**Work to complete**
Copy out exactly the lines from the start of the data to the line containing "by the current page.". Include both.

**Stored data**
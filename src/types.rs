use chrono::{DateTime, Utc};
use serde::{Deserialize, Serialize};

/// Per-item text cap applied to schema fields.
pub const SCHEMA_TEXT_MAX_CHARS: usize = 160;
/// Raw page text handed to the completion check.
pub const PAGE_CONTENT_MAX_CHARS: usize = 6000;

/// Goal outline produced once per fresh request.
#[derive(Debug, Clone, Default, PartialEq, Serialize, Deserialize)]
#[serde(rename_all = "camelCase")]
pub struct GoalPlan {
    pub goal: String,
    #[serde(default)]
    pub steps: Vec<String>,
    #[serde(default, alias = "success_criteria")]
    pub success_criteria: Vec<String>,
    #[serde(default)]
    pub questions: Vec<String>,
}

impl GoalPlan {
    /// Plan used when the oracle gives nothing usable: the request is the goal.
    pub fn from_request(request: &str) -> Self {
        Self {
            goal: request.trim().to_string(),
            ..Self::default()
        }
    }

    pub fn outline_step(&self, step: usize) -> Option<&str> {
        self.steps
            .get(step.saturating_sub(1))
            .or_else(|| self.steps.last())
            .map(String::as_str)
    }
}

/// Oracle verdict on whether the goal is satisfied by the current page.
#[derive(Debug, Clone, Default, PartialEq, Serialize, Deserialize)]
#[serde(rename_all = "camelCase")]
pub struct GoalCheck {
    #[serde(default)]
    pub completed: bool,
    #[serde(default)]
    pub response: Option<String>,
    #[serde(default, alias = "needs_user_input")]
    pub needs_user_input: bool,
    #[serde(default)]
    pub question: Option<String>,
    #[serde(default)]
    pub evidence: Option<String>,
    #[serde(default)]
    pub confidence: Option<f64>,
}

impl GoalCheck {
    pub fn wants_input(&self) -> bool {
        self.needs_user_input || self.question.as_deref().is_some_and(|q| !q.trim().is_empty())
    }
}

/// One browsing decision proposed by the planner.
#[derive(Debug, Clone, PartialEq, Serialize, Deserialize)]
#[serde(tag = "type", rename_all = "snake_case")]
pub enum BrowsingAction {
    OpenUrl {
        url: String,
        #[serde(default, rename = "inNewTab", alias = "in_new_tab")]
        in_new_tab: bool,
    },
    Search {
        query: String,
    },
    SuggestSites {
        #[serde(default)]
        suggestions: Vec<SiteSuggestion>,
    },
    PageActions {
        plan: ActionPlan,
    },
    CreateSite {
        prompt: String,
        #[serde(default, rename = "creationType", alias = "creation_type")]
        creation_type: Option<String>,
    },
}

impl BrowsingAction {
    pub fn kind(&self) -> &'static str {
        match self {
            BrowsingAction::OpenUrl { .. } => "open_url",
            BrowsingAction::Search { .. } => "search",
            BrowsingAction::SuggestSites { .. } => "suggest_sites",
            BrowsingAction::PageActions { .. } => "page_actions",
            BrowsingAction::CreateSite { .. } => "create_site",
        }
    }
}

#[derive(Debug, Clone, PartialEq, Serialize, Deserialize)]
pub struct SiteSuggestion {
    #[serde(default)]
    pub title: String,
    pub url: String,
    #[serde(default)]
    pub reason: Option<String>,
}

/// Planner reply: zero or more actions plus optional free text.
#[derive(Debug, Clone, Default, PartialEq, Serialize, Deserialize)]
pub struct ChatBrowsingPlan {
    #[serde(default)]
    pub actions: Vec<BrowsingAction>,
    #[serde(default)]
    pub response: Option<String>,
}

impl ChatBrowsingPlan {
    pub fn page_actions(&self) -> Option<&ActionPlan> {
        self.actions.iter().find_map(|action| match action {
            BrowsingAction::PageActions { plan } if !plan.actions.is_empty() => Some(plan),
            _ => None,
        })
    }

    pub fn suggestions(&self) -> Vec<&SiteSuggestion> {
        self.actions
            .iter()
            .filter_map(|action| match action {
                BrowsingAction::SuggestSites { suggestions } => Some(suggestions.iter()),
                _ => None,
            })
            .flatten()
            .collect()
    }
}

#[derive(Debug, Clone, Copy, PartialEq, Eq, Hash, Serialize, Deserialize)]
#[serde(rename_all = "snake_case")]
pub enum ActionKind {
    Click,
    Type,
    Select,
    Scroll,
    Press,
    Focus,
}

/// Scroll destination: a pixel offset or a keyword such as `top`/`bottom`.
#[derive(Debug, Clone, PartialEq, Serialize, Deserialize)]
#[serde(untagged)]
pub enum ScrollTarget {
    Offset(f64),
    Named(String),
}

/// A primitive DOM operation.
#[derive(Debug, Clone, PartialEq, Serialize, Deserialize)]
pub struct Action {
    #[serde(rename = "type")]
    pub kind: ActionKind,
    #[serde(default, skip_serializing_if = "Option::is_none")]
    pub selector: Option<String>,
    #[serde(default, skip_serializing_if = "Option::is_none")]
    pub text: Option<String>,
    #[serde(default, skip_serializing_if = "Option::is_none")]
    pub value: Option<String>,
    #[serde(default, skip_serializing_if = "Option::is_none")]
    pub key: Option<String>,
    #[serde(default, skip_serializing_if = "Option::is_none")]
    pub by: Option<f64>,
    #[serde(default, skip_serializing_if = "Option::is_none")]
    pub to: Option<ScrollTarget>,
}

impl Action {
    pub fn new(kind: ActionKind) -> Self {
        Self {
            kind,
            selector: None,
            text: None,
            value: None,
            key: None,
            by: None,
            to: None,
        }
    }

    pub fn click(selector: impl Into<String>) -> Self {
        Self::new(ActionKind::Click).with_selector(selector)
    }

    pub fn focus(selector: impl Into<String>) -> Self {
        Self::new(ActionKind::Focus).with_selector(selector)
    }

    pub fn type_text(selector: impl Into<String>, text: impl Into<String>) -> Self {
        Self {
            text: Some(text.into()),
            ..Self::new(ActionKind::Type).with_selector(selector)
        }
    }

    pub fn press(key: impl Into<String>) -> Self {
        Self {
            key: Some(key.into()),
            ..Self::new(ActionKind::Press)
        }
    }

    pub fn with_selector(mut self, selector: impl Into<String>) -> Self {
        self.selector = Some(selector.into());
        self
    }

    /// Missing operands make an action malformed; it is skipped, not sent.
    pub fn is_well_formed(&self) -> bool {
        match self.kind {
            ActionKind::Click | ActionKind::Focus => true,
            ActionKind::Type => self.text.is_some() || self.value.is_some(),
            ActionKind::Select => self.value.is_some() || self.text.is_some(),
            ActionKind::Press => self.key.as_deref().is_some_and(|k| !k.is_empty()),
            ActionKind::Scroll => self.by.is_some() || self.to.is_some(),
        }
    }
}

#[derive(Debug, Clone, Default, PartialEq, Serialize, Deserialize)]
pub struct ActionPlan {
    #[serde(default)]
    pub actions: Vec<Action>,
    #[serde(default, skip_serializing_if = "Option::is_none")]
    pub notes: Option<String>,
}

impl ActionPlan {
    pub fn new(actions: Vec<Action>) -> Self {
        Self {
            actions,
            notes: None,
        }
    }
}

#[derive(Debug, Clone, Copy, PartialEq, Eq, Serialize, Deserialize)]
#[serde(rename_all = "snake_case")]
pub enum ActionStatus {
    Ok,
    NotFound,
    Skipped,
}

#[derive(Debug, Clone, PartialEq, Serialize, Deserialize)]
pub struct ActionResult {
    pub action: Action,
    pub status: ActionStatus,
}

/// Outcome of running an [`ActionPlan`].
#[derive(Debug, Clone, Default, PartialEq, Serialize, Deserialize)]
pub struct ExecutionReport {
    pub executed: usize,
    pub attempted: usize,
    pub results: Vec<ActionResult>,
}

impl ExecutionReport {
    pub fn from_results(results: Vec<ActionResult>) -> Self {
        Self {
            executed: results
                .iter()
                .filter(|r| r.status == ActionStatus::Ok)
                .count(),
            attempted: results.len(),
            results,
        }
    }
}

#[derive(Debug, Clone, Default, PartialEq, Serialize, Deserialize)]
#[serde(default)]
pub struct InputSummary {
    pub selector: String,
    pub tag: String,
    #[serde(rename = "type")]
    pub input_type: String,
    pub name: String,
    pub label: String,
    pub placeholder: String,
    pub value: String,
}

#[derive(Debug, Clone, Default, PartialEq, Serialize, Deserialize)]
#[serde(default)]
pub struct ElementSummary {
    pub selector: String,
    pub text: String,
}

#[derive(Debug, Clone, Default, PartialEq, Serialize, Deserialize)]
#[serde(default)]
pub struct LinkSummary {
    pub selector: String,
    pub text: String,
    pub href: String,
}

#[derive(Debug, Clone, Default, PartialEq, Serialize, Deserialize)]
#[serde(default)]
pub struct HeadingSummary {
    pub level: u8,
    pub text: String,
}

#[derive(Debug, Clone, Default, PartialEq, Serialize, Deserialize)]
#[serde(default)]
pub struct FormSummary {
    pub selector: String,
    pub action: String,
    pub method: String,
    pub fields: usize,
}

/// Bounded, selector-annotated structural summary of a page.
#[derive(Debug, Clone, Default, PartialEq, Serialize, Deserialize)]
#[serde(default, rename_all = "camelCase")]
pub struct PageSchema {
    pub title: String,
    pub url: String,
    pub inputs: Vec<InputSummary>,
    pub buttons: Vec<ElementSummary>,
    pub links: Vec<LinkSummary>,
    pub headings: Vec<HeadingSummary>,
    pub forms: Vec<FormSummary>,
    pub html_snippet: String,
}

impl PageSchema {
    pub fn is_empty(&self) -> bool {
        self.inputs.is_empty()
            && self.buttons.is_empty()
            && self.links.is_empty()
            && self.headings.is_empty()
            && self.forms.is_empty()
    }
}

/// What the completion check sees of the current page.
#[derive(Debug, Clone, Default, PartialEq, Serialize, Deserialize)]
#[serde(default)]
pub struct PageState {
    pub url: String,
    pub title: String,
    pub content: String,
}

/// Short-lived memory of the previous turn, used to read short replies as continuations.
#[derive(Debug, Clone, PartialEq, Serialize, Deserialize)]
#[serde(rename_all = "camelCase")]
pub struct PendingFollowUp {
    pub goal_text: String,
    pub last_user_message: String,
    pub last_assistant_message: String,
    #[serde(default)]
    pub plan_steps: Option<Vec<String>>,
    #[serde(default)]
    pub success_criteria: Option<Vec<String>>,
    #[serde(default)]
    pub last_action_summary: Option<String>,
    pub url: String,
    pub title: String,
    pub completed: bool,
    pub asked_at: DateTime<Utc>,
    pub requires_follow_up: bool,
}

**Result**
filename src/types.rs
use chrono::{DateTime, Utc};
use serde::{Deserialize, Serialize};

/// Per-item text cap applied to schema fields.
pub const SCHEMA_TEXT_MAX_CHARS: usize = 160;
/// Raw page text handed to the completion check.
pub const PAGE_CONTENT_MAX_CHARS: usize = 6000;

/// Goal outline produced once per fresh request.
#[derive(Debug, Clone, Default, PartialEq, Serialize, Deserialize)]
#[serde(rename_all = "camelCase")]
pub struct GoalPlan {
    pub goal: String,
    #[serde(default)]
    pub steps: Vec<String>,
    #[serde(default, alias = "success_criteria")]
    pub success_criteria: Vec<String>,
    #[serde(default)]
    pub questions: Vec<String>,
}

impl GoalPlan {
    /// Plan used when the oracle gives nothing usable: the request is the goal.
    pub fn from_request(request: &str) -> Self {
        Self {
            goal: request.trim().to_string(),
            ..Self::default()
        }
    }

    pub fn outline_step(&self, step: usize) -> Option<&str> {
        self.steps
            .get(step.saturating_sub(1))
            .or_else(|| self.steps.last())
            .map(String::as_str)
    }
}

/// Oracle verdict on whether the goal is satisfied by the current page.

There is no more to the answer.